PROBLEM DETAILS: Collect the lines of the entries where "CachedRouteProvider" shows up.

DATA FOR THE TASK Start Marker

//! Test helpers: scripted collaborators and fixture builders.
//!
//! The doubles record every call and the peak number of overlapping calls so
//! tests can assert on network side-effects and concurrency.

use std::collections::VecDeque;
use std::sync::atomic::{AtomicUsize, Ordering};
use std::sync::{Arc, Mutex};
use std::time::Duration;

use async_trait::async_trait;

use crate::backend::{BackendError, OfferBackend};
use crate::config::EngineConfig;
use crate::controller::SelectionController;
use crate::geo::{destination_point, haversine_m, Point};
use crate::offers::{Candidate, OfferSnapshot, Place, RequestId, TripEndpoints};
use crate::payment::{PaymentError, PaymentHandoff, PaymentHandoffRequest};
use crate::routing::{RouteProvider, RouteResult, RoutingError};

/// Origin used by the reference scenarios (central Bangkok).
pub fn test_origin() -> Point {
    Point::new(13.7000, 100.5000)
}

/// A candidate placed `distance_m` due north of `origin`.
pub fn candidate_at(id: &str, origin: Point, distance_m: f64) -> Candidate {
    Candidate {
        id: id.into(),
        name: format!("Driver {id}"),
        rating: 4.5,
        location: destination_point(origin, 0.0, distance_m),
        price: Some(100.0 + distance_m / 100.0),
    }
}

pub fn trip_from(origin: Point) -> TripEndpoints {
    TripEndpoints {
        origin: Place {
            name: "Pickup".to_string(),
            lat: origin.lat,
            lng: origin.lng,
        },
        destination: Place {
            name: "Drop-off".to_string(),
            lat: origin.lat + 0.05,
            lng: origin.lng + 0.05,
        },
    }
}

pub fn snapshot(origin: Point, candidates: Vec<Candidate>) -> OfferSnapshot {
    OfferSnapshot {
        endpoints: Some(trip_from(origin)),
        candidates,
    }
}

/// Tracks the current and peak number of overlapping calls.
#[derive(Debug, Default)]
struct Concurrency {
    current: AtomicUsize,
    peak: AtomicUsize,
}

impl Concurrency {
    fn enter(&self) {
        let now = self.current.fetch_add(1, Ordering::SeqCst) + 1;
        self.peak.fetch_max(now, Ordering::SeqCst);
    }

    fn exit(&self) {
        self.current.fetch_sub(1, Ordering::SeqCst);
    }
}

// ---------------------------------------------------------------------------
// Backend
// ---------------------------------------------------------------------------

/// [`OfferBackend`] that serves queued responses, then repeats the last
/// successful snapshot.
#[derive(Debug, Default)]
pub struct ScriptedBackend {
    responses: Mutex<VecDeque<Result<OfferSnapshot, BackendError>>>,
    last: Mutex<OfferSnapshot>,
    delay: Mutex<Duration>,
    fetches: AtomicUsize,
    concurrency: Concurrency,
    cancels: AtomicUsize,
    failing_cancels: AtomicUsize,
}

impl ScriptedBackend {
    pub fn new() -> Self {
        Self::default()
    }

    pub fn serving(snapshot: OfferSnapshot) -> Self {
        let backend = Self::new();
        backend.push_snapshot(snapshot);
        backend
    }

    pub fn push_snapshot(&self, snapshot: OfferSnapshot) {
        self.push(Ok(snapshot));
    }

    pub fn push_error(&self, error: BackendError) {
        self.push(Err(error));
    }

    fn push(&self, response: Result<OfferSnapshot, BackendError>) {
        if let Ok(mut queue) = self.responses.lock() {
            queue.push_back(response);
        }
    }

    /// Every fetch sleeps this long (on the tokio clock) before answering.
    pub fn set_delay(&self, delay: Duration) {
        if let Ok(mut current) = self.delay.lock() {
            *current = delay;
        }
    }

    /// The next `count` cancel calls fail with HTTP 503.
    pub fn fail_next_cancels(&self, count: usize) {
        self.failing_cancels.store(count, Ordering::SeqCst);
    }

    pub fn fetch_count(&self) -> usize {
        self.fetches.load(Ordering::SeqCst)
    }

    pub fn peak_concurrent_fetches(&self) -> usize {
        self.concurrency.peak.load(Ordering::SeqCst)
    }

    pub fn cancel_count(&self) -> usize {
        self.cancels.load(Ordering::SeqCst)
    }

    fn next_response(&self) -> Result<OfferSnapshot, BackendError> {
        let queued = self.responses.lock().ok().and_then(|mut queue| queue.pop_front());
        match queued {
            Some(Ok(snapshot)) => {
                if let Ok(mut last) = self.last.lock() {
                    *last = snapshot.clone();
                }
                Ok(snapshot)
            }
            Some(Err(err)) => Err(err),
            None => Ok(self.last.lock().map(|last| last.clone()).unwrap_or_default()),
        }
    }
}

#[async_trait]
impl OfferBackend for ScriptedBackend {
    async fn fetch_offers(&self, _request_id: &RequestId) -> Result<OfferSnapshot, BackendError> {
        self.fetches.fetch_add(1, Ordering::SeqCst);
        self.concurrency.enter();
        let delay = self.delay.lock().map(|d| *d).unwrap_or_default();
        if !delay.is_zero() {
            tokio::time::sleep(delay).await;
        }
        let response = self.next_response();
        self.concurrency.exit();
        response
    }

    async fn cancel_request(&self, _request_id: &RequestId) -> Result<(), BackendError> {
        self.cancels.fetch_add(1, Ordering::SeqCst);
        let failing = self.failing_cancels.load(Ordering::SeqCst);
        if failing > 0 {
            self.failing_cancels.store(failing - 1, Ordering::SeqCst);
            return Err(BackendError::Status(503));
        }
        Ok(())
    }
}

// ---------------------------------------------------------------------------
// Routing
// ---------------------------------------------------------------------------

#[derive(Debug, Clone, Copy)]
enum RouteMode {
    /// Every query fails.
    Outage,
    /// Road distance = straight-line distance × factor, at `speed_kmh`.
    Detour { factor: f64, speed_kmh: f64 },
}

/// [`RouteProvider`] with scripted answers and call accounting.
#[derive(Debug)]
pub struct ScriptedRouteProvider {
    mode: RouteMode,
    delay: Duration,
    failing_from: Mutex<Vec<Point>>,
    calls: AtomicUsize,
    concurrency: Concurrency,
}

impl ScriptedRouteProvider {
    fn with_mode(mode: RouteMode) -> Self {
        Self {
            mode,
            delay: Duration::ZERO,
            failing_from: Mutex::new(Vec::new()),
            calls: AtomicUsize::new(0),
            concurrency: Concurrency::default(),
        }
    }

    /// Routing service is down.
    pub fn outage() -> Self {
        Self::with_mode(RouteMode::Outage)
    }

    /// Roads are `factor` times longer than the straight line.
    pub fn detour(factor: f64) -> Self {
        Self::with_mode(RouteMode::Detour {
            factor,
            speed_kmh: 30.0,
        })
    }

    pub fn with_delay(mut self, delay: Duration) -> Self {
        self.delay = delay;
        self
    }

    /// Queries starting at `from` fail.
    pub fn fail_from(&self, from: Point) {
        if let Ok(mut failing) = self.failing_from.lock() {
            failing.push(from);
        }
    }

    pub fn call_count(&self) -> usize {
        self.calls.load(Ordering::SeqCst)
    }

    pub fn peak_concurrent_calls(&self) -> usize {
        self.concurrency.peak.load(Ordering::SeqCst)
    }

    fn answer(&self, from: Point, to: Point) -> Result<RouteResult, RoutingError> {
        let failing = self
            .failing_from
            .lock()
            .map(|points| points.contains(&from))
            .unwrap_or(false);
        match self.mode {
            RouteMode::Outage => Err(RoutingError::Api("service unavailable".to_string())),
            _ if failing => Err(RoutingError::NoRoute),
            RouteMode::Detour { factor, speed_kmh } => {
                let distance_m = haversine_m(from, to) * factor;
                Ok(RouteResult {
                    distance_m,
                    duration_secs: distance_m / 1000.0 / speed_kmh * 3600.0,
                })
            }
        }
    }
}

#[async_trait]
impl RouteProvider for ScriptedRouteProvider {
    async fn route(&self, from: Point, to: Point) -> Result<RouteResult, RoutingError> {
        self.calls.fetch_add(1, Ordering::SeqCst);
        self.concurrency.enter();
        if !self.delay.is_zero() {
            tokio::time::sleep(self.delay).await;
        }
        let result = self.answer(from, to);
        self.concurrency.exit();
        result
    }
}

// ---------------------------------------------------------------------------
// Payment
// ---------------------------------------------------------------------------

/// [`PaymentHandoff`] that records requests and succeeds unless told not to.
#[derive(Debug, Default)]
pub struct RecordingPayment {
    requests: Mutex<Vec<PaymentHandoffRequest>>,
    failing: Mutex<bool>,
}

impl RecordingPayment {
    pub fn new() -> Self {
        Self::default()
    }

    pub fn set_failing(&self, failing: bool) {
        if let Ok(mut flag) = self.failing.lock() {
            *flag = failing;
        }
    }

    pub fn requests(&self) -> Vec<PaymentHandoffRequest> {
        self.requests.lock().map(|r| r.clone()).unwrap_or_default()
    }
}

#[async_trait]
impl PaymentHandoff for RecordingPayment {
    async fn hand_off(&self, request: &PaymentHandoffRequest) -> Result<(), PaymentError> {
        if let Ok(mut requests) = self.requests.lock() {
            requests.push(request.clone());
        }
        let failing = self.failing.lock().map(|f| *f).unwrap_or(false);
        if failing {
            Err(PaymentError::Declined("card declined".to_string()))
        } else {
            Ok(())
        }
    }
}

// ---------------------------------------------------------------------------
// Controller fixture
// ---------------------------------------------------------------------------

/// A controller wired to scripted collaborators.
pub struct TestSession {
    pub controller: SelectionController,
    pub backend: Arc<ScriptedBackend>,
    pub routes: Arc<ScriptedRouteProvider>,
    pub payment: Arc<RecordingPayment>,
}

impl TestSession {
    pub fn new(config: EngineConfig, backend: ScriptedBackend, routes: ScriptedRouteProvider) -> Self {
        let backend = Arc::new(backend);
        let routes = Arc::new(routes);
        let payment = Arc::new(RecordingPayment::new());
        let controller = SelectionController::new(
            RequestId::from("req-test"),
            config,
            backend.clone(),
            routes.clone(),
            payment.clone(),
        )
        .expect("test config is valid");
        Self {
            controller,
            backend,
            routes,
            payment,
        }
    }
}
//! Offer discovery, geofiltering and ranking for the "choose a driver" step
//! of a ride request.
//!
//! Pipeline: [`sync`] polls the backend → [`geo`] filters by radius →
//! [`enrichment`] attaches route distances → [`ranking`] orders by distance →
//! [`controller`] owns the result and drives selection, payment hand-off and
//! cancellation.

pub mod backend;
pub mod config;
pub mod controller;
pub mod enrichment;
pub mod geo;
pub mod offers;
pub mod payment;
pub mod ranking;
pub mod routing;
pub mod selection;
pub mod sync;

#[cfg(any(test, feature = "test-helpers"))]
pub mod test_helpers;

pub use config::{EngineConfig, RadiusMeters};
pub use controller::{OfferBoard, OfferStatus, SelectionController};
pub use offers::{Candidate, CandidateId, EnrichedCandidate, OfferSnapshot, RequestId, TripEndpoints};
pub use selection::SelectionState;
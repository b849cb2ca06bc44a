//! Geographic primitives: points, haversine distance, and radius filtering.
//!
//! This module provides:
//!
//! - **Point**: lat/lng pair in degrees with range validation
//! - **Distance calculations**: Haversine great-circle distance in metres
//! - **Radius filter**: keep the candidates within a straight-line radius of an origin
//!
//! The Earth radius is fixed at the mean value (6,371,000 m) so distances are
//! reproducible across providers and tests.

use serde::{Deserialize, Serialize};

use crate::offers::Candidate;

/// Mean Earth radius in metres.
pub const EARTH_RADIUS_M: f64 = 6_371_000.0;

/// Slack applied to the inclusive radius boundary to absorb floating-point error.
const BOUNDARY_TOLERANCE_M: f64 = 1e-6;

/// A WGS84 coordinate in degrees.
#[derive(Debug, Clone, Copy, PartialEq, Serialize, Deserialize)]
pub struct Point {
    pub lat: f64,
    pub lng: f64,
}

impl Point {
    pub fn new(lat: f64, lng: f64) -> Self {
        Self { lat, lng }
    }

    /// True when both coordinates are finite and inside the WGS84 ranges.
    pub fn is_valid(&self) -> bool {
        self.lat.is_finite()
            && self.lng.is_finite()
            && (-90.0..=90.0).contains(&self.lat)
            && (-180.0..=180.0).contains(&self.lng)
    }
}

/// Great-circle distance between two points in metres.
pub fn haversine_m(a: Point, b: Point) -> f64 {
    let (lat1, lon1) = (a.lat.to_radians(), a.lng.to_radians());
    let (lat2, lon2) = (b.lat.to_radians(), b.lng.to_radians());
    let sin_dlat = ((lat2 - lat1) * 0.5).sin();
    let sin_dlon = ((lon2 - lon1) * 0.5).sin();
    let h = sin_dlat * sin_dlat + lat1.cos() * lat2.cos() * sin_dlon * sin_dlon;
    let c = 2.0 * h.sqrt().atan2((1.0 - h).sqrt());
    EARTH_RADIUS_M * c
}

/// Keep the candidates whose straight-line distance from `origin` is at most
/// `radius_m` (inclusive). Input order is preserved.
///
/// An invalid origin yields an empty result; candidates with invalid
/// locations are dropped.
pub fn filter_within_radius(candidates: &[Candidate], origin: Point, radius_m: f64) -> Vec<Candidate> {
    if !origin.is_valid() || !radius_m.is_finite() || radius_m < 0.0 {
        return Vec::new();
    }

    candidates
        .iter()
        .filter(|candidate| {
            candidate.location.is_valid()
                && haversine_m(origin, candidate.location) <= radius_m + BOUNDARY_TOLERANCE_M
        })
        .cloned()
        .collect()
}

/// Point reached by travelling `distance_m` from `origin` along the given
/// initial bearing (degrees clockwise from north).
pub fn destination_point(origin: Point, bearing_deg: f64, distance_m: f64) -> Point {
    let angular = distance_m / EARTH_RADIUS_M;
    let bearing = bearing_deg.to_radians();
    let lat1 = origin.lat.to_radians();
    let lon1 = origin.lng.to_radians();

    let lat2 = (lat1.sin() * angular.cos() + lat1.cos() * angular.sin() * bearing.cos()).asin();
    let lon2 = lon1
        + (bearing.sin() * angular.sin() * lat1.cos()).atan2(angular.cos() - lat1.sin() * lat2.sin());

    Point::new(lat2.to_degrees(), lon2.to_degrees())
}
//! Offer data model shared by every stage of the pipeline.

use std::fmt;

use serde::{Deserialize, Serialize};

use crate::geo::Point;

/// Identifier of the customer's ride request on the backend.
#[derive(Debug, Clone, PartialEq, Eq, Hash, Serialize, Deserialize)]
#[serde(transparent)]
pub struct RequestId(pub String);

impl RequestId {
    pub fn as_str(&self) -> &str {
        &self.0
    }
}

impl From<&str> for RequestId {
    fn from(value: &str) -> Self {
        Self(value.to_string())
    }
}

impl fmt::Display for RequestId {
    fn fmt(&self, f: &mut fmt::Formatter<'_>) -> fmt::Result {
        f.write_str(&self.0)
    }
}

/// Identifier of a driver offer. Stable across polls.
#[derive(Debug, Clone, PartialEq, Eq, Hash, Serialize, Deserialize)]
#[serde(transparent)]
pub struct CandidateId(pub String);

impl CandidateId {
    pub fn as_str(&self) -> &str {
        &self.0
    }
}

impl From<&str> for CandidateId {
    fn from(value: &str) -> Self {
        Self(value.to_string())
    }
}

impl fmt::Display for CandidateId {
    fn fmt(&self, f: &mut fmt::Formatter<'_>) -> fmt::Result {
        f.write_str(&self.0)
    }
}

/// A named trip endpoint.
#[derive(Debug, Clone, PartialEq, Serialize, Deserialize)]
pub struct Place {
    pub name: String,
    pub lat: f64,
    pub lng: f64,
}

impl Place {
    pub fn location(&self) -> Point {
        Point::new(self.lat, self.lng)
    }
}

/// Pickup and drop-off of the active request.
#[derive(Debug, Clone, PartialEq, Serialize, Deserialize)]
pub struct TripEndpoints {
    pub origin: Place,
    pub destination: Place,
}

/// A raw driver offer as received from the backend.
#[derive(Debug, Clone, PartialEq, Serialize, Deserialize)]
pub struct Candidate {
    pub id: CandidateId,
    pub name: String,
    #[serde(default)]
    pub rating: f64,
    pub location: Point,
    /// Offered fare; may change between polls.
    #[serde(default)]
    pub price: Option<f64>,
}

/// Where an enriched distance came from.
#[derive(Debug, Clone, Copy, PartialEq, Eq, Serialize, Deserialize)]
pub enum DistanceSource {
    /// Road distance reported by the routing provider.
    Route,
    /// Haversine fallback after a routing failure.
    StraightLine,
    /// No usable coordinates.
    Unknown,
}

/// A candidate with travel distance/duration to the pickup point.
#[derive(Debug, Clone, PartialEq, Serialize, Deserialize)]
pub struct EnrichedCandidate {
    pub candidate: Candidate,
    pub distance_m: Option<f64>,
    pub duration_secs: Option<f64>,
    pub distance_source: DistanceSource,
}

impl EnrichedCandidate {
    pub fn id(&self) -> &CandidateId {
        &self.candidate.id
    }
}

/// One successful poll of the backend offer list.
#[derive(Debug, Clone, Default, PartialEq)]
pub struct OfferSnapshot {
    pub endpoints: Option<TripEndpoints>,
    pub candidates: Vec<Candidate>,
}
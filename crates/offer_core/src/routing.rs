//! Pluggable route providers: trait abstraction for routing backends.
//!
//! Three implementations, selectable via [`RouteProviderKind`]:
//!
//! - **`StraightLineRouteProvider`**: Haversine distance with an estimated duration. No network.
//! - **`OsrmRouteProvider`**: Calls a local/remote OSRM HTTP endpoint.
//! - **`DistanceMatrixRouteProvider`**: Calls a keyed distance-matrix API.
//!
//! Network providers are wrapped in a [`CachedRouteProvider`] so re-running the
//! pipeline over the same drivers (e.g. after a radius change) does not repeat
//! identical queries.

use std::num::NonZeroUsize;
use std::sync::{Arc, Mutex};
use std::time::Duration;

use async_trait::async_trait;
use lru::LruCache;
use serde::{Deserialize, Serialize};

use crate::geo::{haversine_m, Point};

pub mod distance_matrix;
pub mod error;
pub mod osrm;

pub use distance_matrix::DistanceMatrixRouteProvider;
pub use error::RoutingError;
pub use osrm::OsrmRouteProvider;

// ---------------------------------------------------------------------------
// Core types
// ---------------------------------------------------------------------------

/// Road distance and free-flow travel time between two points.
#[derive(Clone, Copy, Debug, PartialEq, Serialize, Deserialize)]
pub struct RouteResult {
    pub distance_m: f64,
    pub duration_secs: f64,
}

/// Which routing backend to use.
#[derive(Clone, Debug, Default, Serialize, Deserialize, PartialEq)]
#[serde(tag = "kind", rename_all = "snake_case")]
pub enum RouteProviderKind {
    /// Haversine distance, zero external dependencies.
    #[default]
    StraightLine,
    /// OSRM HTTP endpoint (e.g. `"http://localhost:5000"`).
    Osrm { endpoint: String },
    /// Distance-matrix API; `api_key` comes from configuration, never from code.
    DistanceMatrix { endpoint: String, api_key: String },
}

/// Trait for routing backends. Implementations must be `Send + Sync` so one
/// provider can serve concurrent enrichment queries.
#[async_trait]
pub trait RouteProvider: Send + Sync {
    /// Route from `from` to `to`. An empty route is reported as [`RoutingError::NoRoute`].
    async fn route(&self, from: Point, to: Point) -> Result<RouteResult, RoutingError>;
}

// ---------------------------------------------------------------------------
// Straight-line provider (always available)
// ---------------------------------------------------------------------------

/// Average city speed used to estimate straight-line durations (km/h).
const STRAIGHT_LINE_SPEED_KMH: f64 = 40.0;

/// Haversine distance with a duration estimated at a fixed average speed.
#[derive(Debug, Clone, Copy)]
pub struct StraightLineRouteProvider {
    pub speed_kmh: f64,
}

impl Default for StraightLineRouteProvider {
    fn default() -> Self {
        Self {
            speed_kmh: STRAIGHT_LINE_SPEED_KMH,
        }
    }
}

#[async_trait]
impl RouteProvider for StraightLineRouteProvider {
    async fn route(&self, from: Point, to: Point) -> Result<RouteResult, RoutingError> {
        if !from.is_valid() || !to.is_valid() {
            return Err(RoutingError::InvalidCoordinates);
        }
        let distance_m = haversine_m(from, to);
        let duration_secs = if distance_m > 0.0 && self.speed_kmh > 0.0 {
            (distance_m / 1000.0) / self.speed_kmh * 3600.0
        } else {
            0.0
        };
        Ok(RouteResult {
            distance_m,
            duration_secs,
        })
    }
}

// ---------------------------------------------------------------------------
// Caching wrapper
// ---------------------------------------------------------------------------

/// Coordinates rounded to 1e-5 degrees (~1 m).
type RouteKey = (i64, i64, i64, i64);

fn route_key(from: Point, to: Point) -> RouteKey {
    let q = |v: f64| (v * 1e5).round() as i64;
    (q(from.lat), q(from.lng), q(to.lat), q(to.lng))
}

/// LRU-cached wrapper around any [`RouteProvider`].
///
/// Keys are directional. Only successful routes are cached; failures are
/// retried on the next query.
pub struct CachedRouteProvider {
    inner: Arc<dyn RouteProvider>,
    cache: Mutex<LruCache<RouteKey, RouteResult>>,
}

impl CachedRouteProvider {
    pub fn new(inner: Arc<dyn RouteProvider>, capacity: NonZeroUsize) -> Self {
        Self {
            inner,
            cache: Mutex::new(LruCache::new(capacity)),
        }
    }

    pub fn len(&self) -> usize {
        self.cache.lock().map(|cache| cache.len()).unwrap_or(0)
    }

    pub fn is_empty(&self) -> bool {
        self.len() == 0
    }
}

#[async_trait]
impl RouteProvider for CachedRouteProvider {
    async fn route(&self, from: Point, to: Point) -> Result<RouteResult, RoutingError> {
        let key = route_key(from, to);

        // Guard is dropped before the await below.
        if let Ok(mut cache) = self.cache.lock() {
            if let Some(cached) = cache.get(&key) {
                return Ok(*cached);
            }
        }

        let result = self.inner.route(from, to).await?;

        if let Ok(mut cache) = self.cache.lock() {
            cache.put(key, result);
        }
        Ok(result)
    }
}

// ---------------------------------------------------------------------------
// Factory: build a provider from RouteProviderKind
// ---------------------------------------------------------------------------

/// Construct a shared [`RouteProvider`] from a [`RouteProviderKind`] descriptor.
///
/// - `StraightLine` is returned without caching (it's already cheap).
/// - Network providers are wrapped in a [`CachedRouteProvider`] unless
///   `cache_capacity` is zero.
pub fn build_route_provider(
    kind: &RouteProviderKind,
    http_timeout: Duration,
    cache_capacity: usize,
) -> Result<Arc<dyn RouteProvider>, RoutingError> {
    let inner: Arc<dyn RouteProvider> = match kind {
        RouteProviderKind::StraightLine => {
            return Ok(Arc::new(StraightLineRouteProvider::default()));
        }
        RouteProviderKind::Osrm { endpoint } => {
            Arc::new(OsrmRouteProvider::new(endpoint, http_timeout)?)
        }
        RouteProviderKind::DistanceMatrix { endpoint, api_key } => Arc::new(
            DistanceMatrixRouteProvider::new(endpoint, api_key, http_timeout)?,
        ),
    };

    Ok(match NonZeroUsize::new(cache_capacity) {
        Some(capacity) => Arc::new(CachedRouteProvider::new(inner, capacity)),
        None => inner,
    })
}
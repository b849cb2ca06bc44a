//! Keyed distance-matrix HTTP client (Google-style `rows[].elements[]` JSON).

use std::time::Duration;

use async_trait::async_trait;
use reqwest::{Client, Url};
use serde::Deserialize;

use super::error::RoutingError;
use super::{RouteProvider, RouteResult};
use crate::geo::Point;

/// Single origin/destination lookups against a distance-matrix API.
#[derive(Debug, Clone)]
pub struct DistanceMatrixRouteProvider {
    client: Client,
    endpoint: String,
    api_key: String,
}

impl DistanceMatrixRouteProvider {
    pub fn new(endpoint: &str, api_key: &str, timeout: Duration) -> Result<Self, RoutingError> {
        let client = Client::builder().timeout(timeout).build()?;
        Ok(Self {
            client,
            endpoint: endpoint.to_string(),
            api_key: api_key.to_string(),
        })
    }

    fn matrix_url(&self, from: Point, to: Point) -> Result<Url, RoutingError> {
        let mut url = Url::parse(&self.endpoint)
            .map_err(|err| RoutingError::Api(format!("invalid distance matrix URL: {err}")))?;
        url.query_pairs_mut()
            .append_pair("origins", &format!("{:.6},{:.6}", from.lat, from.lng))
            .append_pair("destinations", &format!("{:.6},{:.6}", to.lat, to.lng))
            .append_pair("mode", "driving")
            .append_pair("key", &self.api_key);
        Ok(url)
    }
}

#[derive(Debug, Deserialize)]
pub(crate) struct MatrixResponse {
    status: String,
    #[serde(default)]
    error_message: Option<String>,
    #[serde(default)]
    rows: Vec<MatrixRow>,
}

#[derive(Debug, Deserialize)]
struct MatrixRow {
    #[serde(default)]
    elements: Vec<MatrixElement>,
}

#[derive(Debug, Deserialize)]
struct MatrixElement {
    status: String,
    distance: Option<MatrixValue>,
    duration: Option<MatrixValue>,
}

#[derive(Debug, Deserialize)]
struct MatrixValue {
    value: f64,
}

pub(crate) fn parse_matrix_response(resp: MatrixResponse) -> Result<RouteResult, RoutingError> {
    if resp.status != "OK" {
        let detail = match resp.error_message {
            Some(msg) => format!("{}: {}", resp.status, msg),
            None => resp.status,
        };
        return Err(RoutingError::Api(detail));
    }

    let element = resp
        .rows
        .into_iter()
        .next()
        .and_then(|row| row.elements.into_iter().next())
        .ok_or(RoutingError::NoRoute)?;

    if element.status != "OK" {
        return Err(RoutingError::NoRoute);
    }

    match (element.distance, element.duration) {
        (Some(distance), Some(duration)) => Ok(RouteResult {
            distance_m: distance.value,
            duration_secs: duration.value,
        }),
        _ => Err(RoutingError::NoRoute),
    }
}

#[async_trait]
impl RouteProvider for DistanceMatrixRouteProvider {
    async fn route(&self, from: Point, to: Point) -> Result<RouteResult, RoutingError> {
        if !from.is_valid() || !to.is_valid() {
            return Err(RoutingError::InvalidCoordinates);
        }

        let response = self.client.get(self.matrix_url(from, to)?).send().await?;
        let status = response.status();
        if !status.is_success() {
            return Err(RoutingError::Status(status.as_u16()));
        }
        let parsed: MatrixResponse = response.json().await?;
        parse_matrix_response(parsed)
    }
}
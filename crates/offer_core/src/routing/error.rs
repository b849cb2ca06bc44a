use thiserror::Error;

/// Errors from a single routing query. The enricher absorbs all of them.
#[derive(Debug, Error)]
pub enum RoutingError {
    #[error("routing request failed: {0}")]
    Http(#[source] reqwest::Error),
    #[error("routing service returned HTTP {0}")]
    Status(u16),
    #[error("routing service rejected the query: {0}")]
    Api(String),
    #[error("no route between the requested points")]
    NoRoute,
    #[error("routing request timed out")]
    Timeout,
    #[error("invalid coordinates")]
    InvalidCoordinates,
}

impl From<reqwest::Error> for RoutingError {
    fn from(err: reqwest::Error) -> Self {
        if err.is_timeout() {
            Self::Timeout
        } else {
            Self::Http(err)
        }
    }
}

DATA FOR THE TASK End Marker

THE ANSWER:
//! Network providers are wrapped in a [`CachedRouteProvider`] so re-running the
pub struct CachedRouteProvider {
impl CachedRouteProvider {
impl RouteProvider for CachedRouteProvider {
/// - Network providers are wrapped in a [`CachedRouteProvider`] unless
        Some(capacity) => Arc::new(CachedRouteProvider::new(inner, capacity)),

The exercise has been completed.